A company called Rejuvenate Bio is working on gene therapy for dogs to make them live longer with an eye to doing the same for human beings.
Co-founded by George Church of Harvard Medical School, the prominent synthetic biologist, the company is already carrying out preliminary tests on beagles by adding new DNA instructions to their bodies.
“We have already done a bunch of trials in mice and we are doing some in dogs, and then we’ll move on to humans,” Church said.
But the company is not looking for publicity just yet, with details on the trials sketchy.
Using a patent application by Harvard, interviews with investors and dog breeders, and public comments made by the founders, MIT Technology Review put together a portrait of the efforts to discover the fountain of youth through better synthetic genes by pursuing funding for the project the $72-billion-a-year U.S. pet industry.
“Dogs are a market in and of themselves,” Church said. “It’s not just a big organism close to humans. It’s something people will pay for, and the FDA process is much faster. We’ll do dog trials, and that’ll be a product, and that’ll pay for scaling up in human trials.”
Another Harvard biologist, David Sinclair who collaborates with Church said the prolongation of human lifespan is “the biggest thing that is going to happen in the 21st century. It’s going to make what Elon Musk is doing look fairly pedestrian.”

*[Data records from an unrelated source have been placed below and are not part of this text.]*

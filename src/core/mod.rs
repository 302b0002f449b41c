pub mod ingestion;
pub mod normalizer;
pub mod recovery;

pub use crate::domain::model::{PipelineOutcome, PipelineStage, ProfileRecord, RecordBatch};
pub use crate::domain::ports::{RecordSink, VisionModel};
pub use crate::utils::error::Result;
use async_trait::async_trait;
use axum::body::{to_bytes, Body};
use axum::http::{Request, StatusCode};
use image::{DynamicImage, ImageFormat, RgbImage};
use screenshot_etl::config::ServerConfig;
use screenshot_etl::domain::ports::{RecordSink, VisionModel};
use screenshot_etl::server::{router, AppState};
use screenshot_etl::{IngestionPipeline, RecordBatch, Result};
use std::io::Cursor;
use std::sync::Arc;
use std::time::Duration;
use tokio::sync::{mpsc, Notify};
use tower::ServiceExt;

const BOUNDARY: &str = "----screenshot-etl-boundary";

/// Holds every extraction until released, so the 202 provably arrives first.
struct GatedModel {
    release: Arc<Notify>,
}

#[async_trait]
impl VisionModel for GatedModel {
    async fn extract(&self, _image: DynamicImage, _prompt: &str) -> Result<String> {
        self.release.notified().await;
        Ok(r#"[{"name":"Ada","title_or_role":"Engineer"}]"#.to_string())
    }
}

struct ChannelSink {
    tx: mpsc::UnboundedSender<RecordBatch>,
}

#[async_trait]
impl RecordSink for ChannelSink {
    async fn forward(&self, batch: &RecordBatch) -> Result<()> {
        let _ = self.tx.send(batch.clone());
        Ok(())
    }
}

fn png() -> Vec<u8> {
    let mut buf = Cursor::new(Vec::new());
    DynamicImage::ImageRgb8(RgbImage::new(4, 4))
        .write_to(&mut buf, ImageFormat::Png)
        .unwrap();
    buf.into_inner()
}

fn multipart_body(field: &str, filename: &str, content: &[u8]) -> Vec<u8> {
    let mut body = Vec::new();
    body.extend_from_slice(format!("--{}\r\n", BOUNDARY).as_bytes());
    body.extend_from_slice(
        format!(
            "Content-Disposition: form-data; name=\"{}\"; filename=\"{}\"\r\n",
            field, filename
        )
        .as_bytes(),
    );
    body.extend_from_slice(b"Content-Type: image/png\r\n\r\n");
    body.extend_from_slice(content);
    body.extend_from_slice(format!("\r\n--{}--\r\n", BOUNDARY).as_bytes());
    body
}

fn upload_request(body: Vec<u8>) -> Request<Body> {
    Request::builder()
        .method("POST")
        .uri("/upload/extract")
        .header(
            "content-type",
            format!("multipart/form-data; boundary={}", BOUNDARY),
        )
        .body(Body::from(body))
        .unwrap()
}

fn app() -> (axum::Router, Arc<Notify>, mpsc::UnboundedReceiver<RecordBatch>) {
    app_with(&ServerConfig::default())
}

fn app_with(
    config: &ServerConfig,
) -> (axum::Router, Arc<Notify>, mpsc::UnboundedReceiver<RecordBatch>) {
    let release = Arc::new(Notify::new());
    let (tx, rx) = mpsc::unbounded_channel();
    let pipeline = Arc::new(IngestionPipeline::new(
        Arc::new(GatedModel {
            release: release.clone(),
        }),
        Arc::new(ChannelSink { tx }),
    ));
    let router = router(AppState::new(pipeline), config);
    (router, release, rx)
}

#[tokio::test]
async fn test_upload_is_accepted_before_processing() {
    let (app, release, mut rx) = app();

    let response = app
        .oneshot(upload_request(multipart_body("file", "cards.png", &png())))
        .await
        .unwrap();

    assert_eq!(response.status(), StatusCode::ACCEPTED);
    let body = to_bytes(response.into_body(), usize::MAX).await.unwrap();
    let json: serde_json::Value = serde_json::from_slice(&body).unwrap();
    assert_eq!(
        json,
        serde_json::json!({
            "message": "Screenshot accepted",
            "filename": "cards.png",
            "status": "processing"
        })
    );
    assert!(rx.try_recv().is_err());

    release.notify_one();
    let batch = tokio::time::timeout(Duration::from_secs(5), rx.recv())
        .await
        .expect("pipeline did not finish")
        .expect("sink channel closed");
    assert_eq!(batch.source_file(), "cards.png");
    assert_eq!(batch.records()[0].get_str("name"), Some("Ada"));
}

#[tokio::test]
async fn test_upload_without_file_field_is_rejected() {
    let (app, _release, _rx) = app();

    let response = app
        .oneshot(upload_request(multipart_body("attachment", "cards.png", &png())))
        .await
        .unwrap();

    assert_eq!(response.status(), StatusCode::BAD_REQUEST);
}

#[tokio::test]
async fn test_health() {
    let (app, _release, _rx) = app();

    let response = app
        .oneshot(Request::builder().uri("/health").body(Body::empty()).unwrap())
        .await
        .unwrap();

    assert_eq!(response.status(), StatusCode::OK);
    let body = to_bytes(response.into_body(), usize::MAX).await.unwrap();
    assert_eq!(&body[..], b"ok");
}

#[tokio::test]
async fn test_oversized_upload_is_rejected_with_413() {
    let config = ServerConfig {
        max_upload_bytes: 1024,
        ..Default::default()
    };
    let (app, _release, mut rx) = app_with(&config);

    let response = app
        .oneshot(upload_request(multipart_body(
            "file",
            "huge.png",
            &vec![0u8; 10 * 1024],
        )))
        .await
        .unwrap();

    assert_eq!(response.status(), StatusCode::PAYLOAD_TOO_LARGE);
    assert!(rx.try_recv().is_err());
}

#[tokio::test]
async fn test_upload_within_limit_is_accepted() {
    let config = ServerConfig {
        max_upload_bytes: 64 * 1024,
        ..Default::default()
    };
    let (app, _release, _rx) = app_with(&config);

    let response = app
        .oneshot(upload_request(multipart_body("file", "cards.png", &png())))
        .await
        .unwrap();

    assert_eq!(response.status(), StatusCode::ACCEPTED);
}

fn health_from(origin: &str) -> Request<Body> {
    Request::builder()
        .uri("/health")
        .header("origin", origin)
        .body(Body::empty())
        .unwrap()
}

#[tokio::test]
async fn test_allowed_origin_gets_cors_header() {
    let (app, _release, _rx) = app();

    let response = app
        .oneshot(health_from("http://localhost:5173"))
        .await
        .unwrap();

    assert_eq!(response.status(), StatusCode::OK);
    assert_eq!(
        response.headers().get("access-control-allow-origin").unwrap(),
        "http://localhost:5173"
    );
}

#[tokio::test]
async fn test_unlisted_origin_gets_no_cors_header() {
    let (app, _release, _rx) = app();

    let response = app
        .oneshot(health_from("http://evil.example"))
        .await
        .unwrap();

    assert!(response
        .headers()
        .get("access-control-allow-origin")
        .is_none());
}

#[tokio::test]
async fn test_preflight_from_allowed_origin() {
    let (app, _release, _rx) = app();

    let response = app
        .oneshot(
            Request::builder()
                .method("OPTIONS")
                .uri("/upload/extract")
                .header("origin", "http://127.0.0.1:3000")
                .header("access-control-request-method", "POST")
                .body(Body::empty())
                .unwrap(),
        )
        .await
        .unwrap();

    assert!(response.status().is_success());
    assert_eq!(
        response.headers().get("access-control-allow-origin").unwrap(),
        "http://127.0.0.1:3000"
    );
}
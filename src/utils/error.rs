use thiserror::Error;

#[derive(Error, Debug)]
pub enum IngestError {
    #[error("Image decode failed: {0}")]
    DecodeError(#[from] image::ImageError),

    #[error("Model call failed: {message}")]
    ModelCallError { message: String },

    #[error("No structured array found in output: {message}")]
    RecoveryError { message: String },

    #[error("Normalization failed: {message}")]
    NormalizationError { message: String },

    #[error("Sink forwarding failed: {message}")]
    SinkError { message: String },

    #[error("Background task failed: {0}")]
    TaskError(#[from] tokio::task::JoinError),

    #[error("IO error: {0}")]
    IoError(#[from] std::io::Error),

    #[error("CSV processing error: {0}")]
    CsvError(#[from] csv::Error),

    #[error("Serialization error: {0}")]
    SerializationError(#[from] serde_json::Error),

    #[error("Configuration error: {message}")]
    ConfigError { message: String },

    #[error("Missing configuration: {field}")]
    MissingConfigError { field: String },

    #[error("Invalid value for {field} ({value}): {reason}")]
    InvalidConfigValueError {
        field: String,
        value: String,
        reason: String,
    },
}

impl IngestError {
    pub fn model_call(message: impl Into<String>) -> Self {
        Self::ModelCallError {
            message: message.into(),
        }
    }

    pub fn recovery(message: impl Into<String>) -> Self {
        Self::RecoveryError {
            message: message.into(),
        }
    }

    pub fn normalization(message: impl Into<String>) -> Self {
        Self::NormalizationError {
            message: message.into(),
        }
    }

    pub fn sink(message: impl Into<String>) -> Self {
        Self::SinkError {
            message: message.into(),
        }
    }
}

pub type Result<T> = std::result::Result<T, IngestError>;
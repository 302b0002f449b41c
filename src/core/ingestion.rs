use crate::core::{normalizer, recovery};
use crate::domain::model::{PipelineOutcome, PipelineStage, RecordBatch, UploadedImage};
use crate::domain::ports::{RecordSink, VisionModel};
use crate::domain::schema;
use crate::utils::error::{IngestError, Result};
use image::DynamicImage;
use std::sync::Arc;
use tokio::task::JoinHandle;

/// Runs one screenshot through decode, extract, recover, normalize and forward.
///
/// Holds only shared read-only handles, so a single instance behind an `Arc`
/// serves every concurrent upload. Each run owns its image, model output and
/// batch; nothing is shared between runs.
pub struct IngestionPipeline {
    model: Arc<dyn VisionModel>,
    sink: Arc<dyn RecordSink>,
}

type StageResult<T> = std::result::Result<T, (PipelineStage, IngestError)>;

fn at<T>(stage: PipelineStage, result: Result<T>) -> StageResult<T> {
    result.map_err(|e| (stage, e))
}

impl IngestionPipeline {
    pub fn new(model: Arc<dyn VisionModel>, sink: Arc<dyn RecordSink>) -> Self {
        Self { model, sink }
    }

    /// Start a detached run and return immediately.
    ///
    /// The caller may drop the handle; the run still completes and logs its outcome.
    pub fn spawn(self: &Arc<Self>, upload: UploadedImage) -> JoinHandle<PipelineOutcome> {
        let pipeline = Arc::clone(self);
        tokio::spawn(async move { pipeline.process(upload).await })
    }

    /// Like [`spawn`](Self::spawn), but also watches the run so a panic still
    /// produces a terminal log line. Yields `None` when the run did not finish.
    pub fn spawn_supervised(
        self: &Arc<Self>,
        upload: UploadedImage,
    ) -> JoinHandle<Option<PipelineOutcome>> {
        let filename = upload.filename.clone();
        let run = self.spawn(upload);
        tokio::spawn(async move {
            match run.await {
                Ok(outcome) => Some(outcome),
                Err(e) => {
                    tracing::error!(
                        filename = %filename,
                        error = %e,
                        "❌ Screenshot processing aborted"
                    );
                    None
                }
            }
        })
    }

    /// Run to a terminal state. Failures are logged here and never propagated.
    pub async fn process(&self, upload: UploadedImage) -> PipelineOutcome {
        let filename = upload.filename.clone();
        tracing::info!(filename = %filename, bytes = upload.bytes.len(), "🚀 Processing screenshot");

        match self.execute(upload).await {
            Ok(batch) => {
                tracing::info!(
                    filename = %filename,
                    records = batch.len(),
                    "✅ Screenshot forwarded to sink"
                );
                PipelineOutcome::Succeeded {
                    filename,
                    records_forwarded: batch.len(),
                }
            }
            Err((stage, error)) => {
                tracing::error!(
                    filename = %filename,
                    stage = %stage,
                    error = %error,
                    "❌ Screenshot processing failed"
                );
                PipelineOutcome::Failed {
                    filename,
                    stage,
                    error,
                }
            }
        }
    }

    async fn execute(&self, upload: UploadedImage) -> StageResult<RecordBatch> {
        let UploadedImage { bytes, filename } = upload;

        let image = at(PipelineStage::Decoding, decode_image(bytes).await)?;

        tracing::debug!(filename = %filename, "Requesting extraction from model");
        let raw_output = at(
            PipelineStage::Extracting,
            self.model.extract(image, schema::extraction_prompt()).await,
        )?;

        let recovered = at(PipelineStage::Recovering, recovery::recover(&raw_output))?;
        let batch = at(
            PipelineStage::Normalizing,
            normalizer::normalize(recovered, &filename),
        )?;

        at(PipelineStage::Forwarding, self.sink.forward(&batch).await)?;
        Ok(batch)
    }
}

// Decoding is CPU-bound; keep it off the async workers.
async fn decode_image(bytes: Vec<u8>) -> Result<DynamicImage> {
    let decoded = tokio::task::spawn_blocking(move || image::load_from_memory(&bytes)).await?;
    Ok(decoded?)
}
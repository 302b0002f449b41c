//! Upload surface: accepts a screenshot, answers 202 and runs the pipeline detached.

use crate::config::ServerConfig;
use crate::core::ingestion::IngestionPipeline;
use crate::domain::model::UploadedImage;
use crate::utils::error::Result;
use axum::extract::multipart::MultipartError;
use axum::extract::{DefaultBodyLimit, Multipart, State};
use axum::http::{HeaderValue, StatusCode};
use axum::response::{IntoResponse, Response};
use axum::routing::{get, post};
use axum::{Json, Router};
use serde::Serialize;
use std::sync::Arc;
use tower_http::cors::{AllowOrigin, Any, CorsLayer};
use tower_http::trace::TraceLayer;

const FILE_FIELD: &str = "file";

#[derive(Clone)]
pub struct AppState {
    pipeline: Arc<IngestionPipeline>,
}

impl AppState {
    pub fn new(pipeline: Arc<IngestionPipeline>) -> Self {
        Self { pipeline }
    }
}

#[derive(Debug, Serialize)]
struct UploadAccepted {
    message: &'static str,
    filename: String,
    status: &'static str,
}

#[derive(Debug, Serialize)]
struct ErrorResponse {
    error: String,
}

fn bad_request(error: impl Into<String>) -> Response {
    (
        StatusCode::BAD_REQUEST,
        Json(ErrorResponse {
            error: error.into(),
        }),
    )
        .into_response()
}

/// Keeps the status the multipart layer chose, so an oversized body is a 413.
fn multipart_rejection(error: MultipartError) -> Response {
    (
        error.status(),
        Json(ErrorResponse {
            error: error.body_text(),
        }),
    )
        .into_response()
}

pub fn router(state: AppState, config: &ServerConfig) -> Router {
    let origins: Vec<HeaderValue> = config
        .allowed_origins
        .iter()
        .filter_map(|origin| match origin.parse::<HeaderValue>() {
            Ok(value) => Some(value),
            Err(_) => {
                tracing::warn!(origin = %origin, "Ignoring unparseable CORS origin");
                None
            }
        })
        .collect();

    let cors = CorsLayer::new()
        .allow_origin(AllowOrigin::list(origins))
        .allow_methods(Any)
        .allow_headers(Any);

    Router::new()
        .route("/upload/extract", post(upload_screenshot))
        .route("/health", get(|| async { "ok" }))
        .layer(DefaultBodyLimit::max(config.max_upload_bytes))
        .layer(cors)
        .layer(TraceLayer::new_for_http())
        .with_state(state)
}

async fn upload_screenshot(State(state): State<AppState>, mut multipart: Multipart) -> Response {
    let mut upload = None;

    loop {
        let field = match multipart.next_field().await {
            Ok(Some(field)) => field,
            Ok(None) => break,
            Err(e) => {
                tracing::warn!(status = %e.status(), "Rejected multipart upload: {}", e);
                return multipart_rejection(e);
            }
        };

        if field.name() != Some(FILE_FIELD) {
            continue;
        }

        let filename = field.file_name().unwrap_or("upload").to_string();
        match field.bytes().await {
            Ok(bytes) => upload = Some(UploadedImage::new(bytes.to_vec(), filename)),
            Err(e) => {
                tracing::warn!(filename = %filename, status = %e.status(), "Failed to read upload bytes: {}", e);
                return multipart_rejection(e);
            }
        }
    }

    let Some(upload) = upload else {
        return bad_request("missing `file` field");
    };

    let filename = upload.filename.clone();
    // Detached: the outcome is only logged, panics included.
    let _ = state.pipeline.spawn_supervised(upload);

    (
        StatusCode::ACCEPTED,
        Json(UploadAccepted {
            message: "Screenshot accepted",
            filename,
            status: "processing",
        }),
    )
        .into_response()
}

pub async fn serve(config: &ServerConfig, pipeline: Arc<IngestionPipeline>) -> Result<()> {
    let app = router(AppState::new(pipeline), config);
    let listener = tokio::net::TcpListener::bind(&config.bind_addr).await?;
    tracing::info!(addr = %config.bind_addr, "Upload server listening");
    axum::serve(listener, app).await?;
    Ok(())
}
use anyhow::Context;
use clap::Parser;
use screenshot_etl::domain::model::UploadedImage;
use screenshot_etl::utils::logger;
use screenshot_etl::{build_pipeline, AppConfig, Cli, Command, CsvSink, IngestionPipeline};
use std::sync::Arc;

#[tokio::main]
async fn main() -> anyhow::Result<()> {
    let cli = Cli::parse();

    // 初始化日誌
    if cli.json_logs {
        logger::init_json_logger(cli.verbose);
    } else {
        logger::init_cli_logger(cli.verbose);
    }

    let mut config = AppConfig::load(cli.config.as_deref()).context("invalid configuration")?;
    tracing::debug!("Loaded config: {:?}", config);

    match cli.command {
        Command::Serve { bind } => {
            if let Some(bind) = bind {
                config.server.bind_addr = bind;
            }
            let pipeline = build_pipeline(&config)?;
            screenshot_etl::server::serve(&config.server, pipeline).await?;
        }
        Command::Extract { image, csv_out } => {
            let pipeline = match csv_out {
                Some(path) => {
                    let model = Arc::new(screenshot_etl::OllamaVisionModel::new(&config.model)?);
                    Arc::new(IngestionPipeline::new(model, Arc::new(CsvSink::new(path))))
                }
                None => build_pipeline(&config)?,
            };

            let bytes = tokio::fs::read(&image)
                .await
                .with_context(|| format!("cannot read {}", image.display()))?;
            let filename = image
                .file_name()
                .map(|name| name.to_string_lossy().into_owned())
                .unwrap_or_else(|| image.display().to_string());

            let outcome = pipeline.process(UploadedImage::new(bytes, filename)).await;
            if !outcome.is_success() {
                eprintln!("❌ {} was not forwarded", outcome.filename());
                std::process::exit(1);
            }
            println!("✅ {} processed", outcome.filename());
        }
    }

    Ok(())
}
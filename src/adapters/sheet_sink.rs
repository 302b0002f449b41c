use crate::config::SinkConfig;
use crate::domain::model::RecordBatch;
use crate::domain::ports::RecordSink;
use crate::domain::schema::SINK_PAYLOAD_KEY;
use crate::utils::error::{IngestError, Result};
use async_trait::async_trait;
use reqwest::Client;
use std::time::Duration;

/// Posts each batch to the spreadsheet append service in a single request.
///
/// At most one attempt per batch. A 2xx only means the service accepted it;
/// what happens to the rows afterwards is not observed.
#[derive(Debug, Clone)]
pub struct SheetSink {
    client: Client,
    endpoint: String,
}

impl SheetSink {
    pub fn new(config: &SinkConfig) -> Result<Self> {
        let client = Client::builder()
            .timeout(Duration::from_secs(config.timeout_seconds))
            .build()
            .map_err(|e| IngestError::ConfigError {
                message: format!("failed to build sink HTTP client: {}", e),
            })?;

        Ok(Self {
            client,
            endpoint: config.endpoint.clone(),
        })
    }
}

#[async_trait]
impl RecordSink for SheetSink {
    async fn forward(&self, batch: &RecordBatch) -> Result<()> {
        let payload = sheet_payload(batch)?;

        tracing::debug!(
            endpoint = %self.endpoint,
            records = batch.len(),
            source_file = batch.source_file(),
            "Forwarding batch to sheet service"
        );

        let response = self
            .client
            .post(&self.endpoint)
            .json(&payload)
            .send()
            .await
            .map_err(|e| IngestError::sink(format!("request failed: {}", e)))?;

        let status = response.status();
        if !status.is_success() {
            return Err(IngestError::sink(format!(
                "sheet service rejected batch with status {}",
                status
            )));
        }

        Ok(())
    }
}

/// `{"data": [record, ...]}`
fn sheet_payload(batch: &RecordBatch) -> Result<serde_json::Value> {
    let records = serde_json::to_value(batch.records())
        .map_err(|e| IngestError::sink(format!("failed to serialize batch: {}", e)))?;
    let mut payload = serde_json::Map::new();
    payload.insert(SINK_PAYLOAD_KEY.to_string(), records);
    Ok(serde_json::Value::Object(payload))
}
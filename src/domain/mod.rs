// Domain layer: profile schema, pipeline data types and the ports to the model and the sink.

pub mod model;
pub mod ports;
pub mod schema;
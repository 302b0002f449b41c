use crate::domain::model::{ProfileRecord, RecordBatch};
use crate::domain::schema::{
    is_provenance_field, INGESTED_AT_FIELD, PROCESSED_AT_FIELD, PROFILE_FIELDS, SOURCE_FILE_FIELD,
};
use crate::utils::error::{IngestError, Result};
use chrono::{DateTime, SecondsFormat, Utc};
use serde_json::{Map, Value};

/// Normalize recovered records, stamping them with the current time.
pub fn normalize(records: Value, source_file: &str) -> Result<RecordBatch> {
    normalize_at(records, source_file, Utc::now())
}

/// Normalize recovered records into a uniform batch.
///
/// Columns are the profile fields, then any extra fields seen in input order,
/// then `source_file` and `processed_at`. Missing and null cells become empty
/// strings. `ingested_at` is dropped because the sink owns it.
pub fn normalize_at(
    records: Value,
    source_file: &str,
    processed_at: DateTime<Utc>,
) -> Result<RecordBatch> {
    let items = match records {
        Value::Array(items) => items,
        other => {
            return Err(IngestError::normalization(format!(
                "expected an array of records, got {}",
                json_kind(&other)
            )))
        }
    };

    if items.is_empty() {
        return Err(IngestError::normalization("no records to normalize"));
    }

    let rows = items
        .into_iter()
        .enumerate()
        .map(|(index, item)| match item {
            Value::Object(map) => Ok(map),
            other => Err(IngestError::normalization(format!(
                "record {} is {}, not an object",
                index,
                json_kind(&other)
            ))),
        })
        .collect::<Result<Vec<_>>>()?;

    let columns = collect_columns(&rows);
    let stamp = processed_at.to_rfc3339_opts(SecondsFormat::Micros, true);

    let records = rows
        .into_iter()
        .map(|mut row| {
            let mut record = ProfileRecord::default();
            for column in &columns {
                let value = match column.as_str() {
                    SOURCE_FILE_FIELD => Value::String(source_file.to_string()),
                    PROCESSED_AT_FIELD => Value::String(stamp.clone()),
                    field => match row.remove(field) {
                        None | Some(Value::Null) => Value::String(String::new()),
                        Some(value) => value,
                    },
                };
                record.insert(column.clone(), value);
            }
            record
        })
        .collect::<Vec<_>>();

    tracing::debug!(
        source_file,
        records = records.len(),
        columns = columns.len(),
        "Normalized record batch"
    );

    Ok(RecordBatch::new(
        source_file.to_string(),
        stamp,
        columns,
        records,
    ))
}

fn collect_columns(rows: &[Map<String, Value>]) -> Vec<String> {
    let mut columns: Vec<String> = PROFILE_FIELDS.iter().map(|f| f.to_string()).collect();
    for row in rows {
        for key in row.keys() {
            if is_provenance_field(key) || key == INGESTED_AT_FIELD {
                continue;
            }
            if !columns.iter().any(|c| c == key) {
                columns.push(key.clone());
            }
        }
    }
    columns.push(SOURCE_FILE_FIELD.to_string());
    columns.push(PROCESSED_AT_FIELD.to_string());
    columns
}

fn json_kind(value: &Value) -> &'static str {
    match value {
        Value::Null => "null",
        Value::Bool(_) => "a boolean",
        Value::Number(_) => "a number",
        Value::String(_) => "a string",
        Value::Array(_) => "an array",
        Value::Object(_) => "an object",
    }
}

Already Rejuvenate Bio has met with investors and won a grant from the U.S. Special Operations Command to look into “enhancement” of military dogs, according to MIT Technology Review. Harvard, meanwhile, is seeking a broad patent on genetic means of aging control in species including the “cow, pig, horse, cat, dog, rat, etc.”
Proving the increase in longevity of humans simply takes too long.
“You don’t want to go to the FDA and say we extend life by 20 years,” explained Church. “They’d say, ‘Great, come back in 20 years with the data.’”
Rejuvenate will first try to stop fatal heart ailments common in spaniels and Doberman pinschers, amassing evidence that the concepts can work in humans too.
Church says the ultimate objective is to “have the body and mind of a 22-year-old but the experience of a 130-year-old.”
The efforts are reportedly getting the attention of Silicon Valley billionaires like PayPal creator Peter Thiel. The boasts have included lines like this: One day we’ll be able to control the biological clock and keep you whatever age you want.
The new company has been contacting dog breeders, ethicists, and veterinarians with its ideas for restoring youth and extending “maximal life span,” according to its documents. The strategy is to gain a foothold in the pet market – where Americans already lavish $20 billion a year on vet bills – “before moving on to humans.”
Not everyone is so gung-ho.
Life-extension treatments based on genetic modification could also bring unexpected side effects, according to Matt Kaeberlein, a University of Washington researcher involved in a study called the Dog Aging Project, who has been testing whether a drug called rapamycin causes dogs to live longer.
“The idea that we can genetically engineer lab animals to have longer life span has been validated. But there are concerns about bringing it out of the lab,” Kaeberlein says. “There are trade-offs.” Changing a gene that damages the heart could have other effects on dogs, perhaps making them less healthy in other ways. “And when you do these genetic modifications, there are many cases where it doesn’t work as you intend,” he adds. “What do you do with the dogs in which the treatment fails?”